In case the freight market during next year actually becomes 90,000 dollars daily in average, please advise how you can make up the drop.
As I understand that there are various factors such as business expansion with additional long-term contracts for newbuildings, or revision of existing mid-term contracts made at a time when market level was still much lower than nowadays, say, 3 years before, or so, would you comment on your image for breakdown of such improvement factors?

A2:
There are two major factors: one is effect of business expansion by newly-built vessels, and another is renewal of contracts with better conditions, which had been previously made in the past when the market level was rather lower.

Q3:
Would you explain about present and future impacts that you now prospect in dry bulk market from various problems reportedly caused at ports in Brazil and Australia?

A3:
In Brazil, one problem for shipping iron ore is said that some shippers withhold their cargo until price up to be effective from April, and another is where a loading facility is physically damaged to delay shipping.
Furthermore, in Queensland, Australia, they cannot export coal due to flooding and shipper has announced 'force majeure'. As these troubles caused recent market level to fall from last peak, I suppose fundamental demand remains very strong.

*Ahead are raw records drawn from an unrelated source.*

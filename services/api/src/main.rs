use repair_advisor_api::run;

#[tokio::main]
async fn main() {
    if let Err(err) = run().await {
        eprintln!("application error: {err}");
        std::process::exit(1);
    }
}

According to news released yesterday (31 January) that Bao Steel, China signed a 10-year contract of affreightment with BHP Billiton to purchase about 10 million tons of iron ore per year, almost 100 million tons in total during the 10 years, dry bulk freight market jumped up. I suppose present market could leap responding to positive factors like this. Though I had felt like market would continue slack until effect of the Chinese New Year holidays (6-12 February) ended, market started to climb up beforehand faced with this circumstance.

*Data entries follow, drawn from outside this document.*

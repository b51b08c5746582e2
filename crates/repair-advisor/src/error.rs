use crate::config::ConfigError;
use crate::decision::BatchError;
use crate::telemetry::TelemetryError;
use axum::http::StatusCode;
use axum::response::{IntoResponse, Response};
use axum::Json;
use serde_json::json;
use std::fmt;

#[derive(Debug)]
pub enum AppError {
    Config(ConfigError),
    Telemetry(TelemetryError),
    Io(std::io::Error),
    Batch(BatchError),
}

impl fmt::Display for AppError {
    fn fmt(&self, f: &mut fmt::Formatter<'_>) -> fmt::Result {
        match self {
            AppError::Config(err) => write!(f, "configuration error: {}", err),
            AppError::Telemetry(err) => write!(f, "telemetry error: {}", err),
            AppError::Io(err) => write!(f, "io error: {}", err),
            AppError::Batch(err) => write!(f, "batch error: {}", err),
        }
    }
}

impl std::error::Error for AppError {
    fn source(&self) -> Option<&(dyn std::error::Error + 'static)> {
        match self {
            AppError::Config(err) => Some(err),
            AppError::Telemetry(err) => Some(err),
            AppError::Io(err) => Some(err),
            AppError::Batch(err) => Some(err),
        }
    }
}

impl IntoResponse for AppError {
    fn into_response(self) -> Response {
        let status = match self {
            AppError::Batch(_) => StatusCode::BAD_REQUEST,
            AppError::Config(_) | AppError::Telemetry(_) | AppError::Io(_) => {
                StatusCode::INTERNAL_SERVER_ERROR
            }
        };

        let body = Json(json!({ "error": self.to_string() }));
        (status, body).into_response()
    }
}

impl From<ConfigError> for AppError {
    fn from(value: ConfigError) -> Self {
        Self::Config(value)
    }
}

impl From<TelemetryError> for AppError {
    fn from(value: TelemetryError) -> Self {
        Self::Telemetry(value)
    }
}

impl From<std::io::Error> for AppError {
    fn from(value: std::io::Error) -> Self {
        Self::Io(value)
    }
}

impl From<BatchError> for AppError {
    fn from(value: BatchError) -> Self {
        Self::Batch(value)
    }
}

As the market I have touched on now is cape-size market, the ones for smaller size vessels have been going upward following cape-size.

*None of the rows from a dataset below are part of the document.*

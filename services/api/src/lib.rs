mod cli;
mod commands;
mod infra;
mod routes;
mod server;

use repair_advisor::error::AppError;

pub async fn run() -> Result<(), AppError> {
    cli::run().await
}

As to troubles at loading ports, apart from natural disasters, artificial affairs would not take so much time to be settled, and so the market will not be significantly influenced in the next fiscal year. Instead, after a part of cargoes they need is held, I wonder if demand in next year will be sharply increased, and another big wave might be coming.

Q4:
Please let us know estimated average ratio of so-called free portion of your dry bulk fleet during this fiscal year, and also your idea about the ratio for next year.

A4:
In general, the ratio is roughly 20-30%, which is our policy. It is higher for smaller ships than for larger ships. Though I do not grasp the rate just at this moment, at the beginning of this fiscal year, it should be about 30%.

Car Carriers

Q1:
You said intra-Europe car transportation was strong and your handling volume there increased while vessel capacity was short in your overall service, which looks like a kind of fetter for you. So, will you please tell us the reason in more detail why you have aggressively taken a risk to enhance intra-Europe trades now?

A1:
The intra-Europe service partly forms one end of service from Far East Asia, mainly Japan, to Europe, but basically self-contained within Europe, and is profitable business in itself. In addition, our operating vessels within Europe area are smaller types, so even though our capacity is quite short in Pacific area at present, there is no economic rationality to let small PCCs enter into such long-haul route like trans-Pacific from intra-Europe area.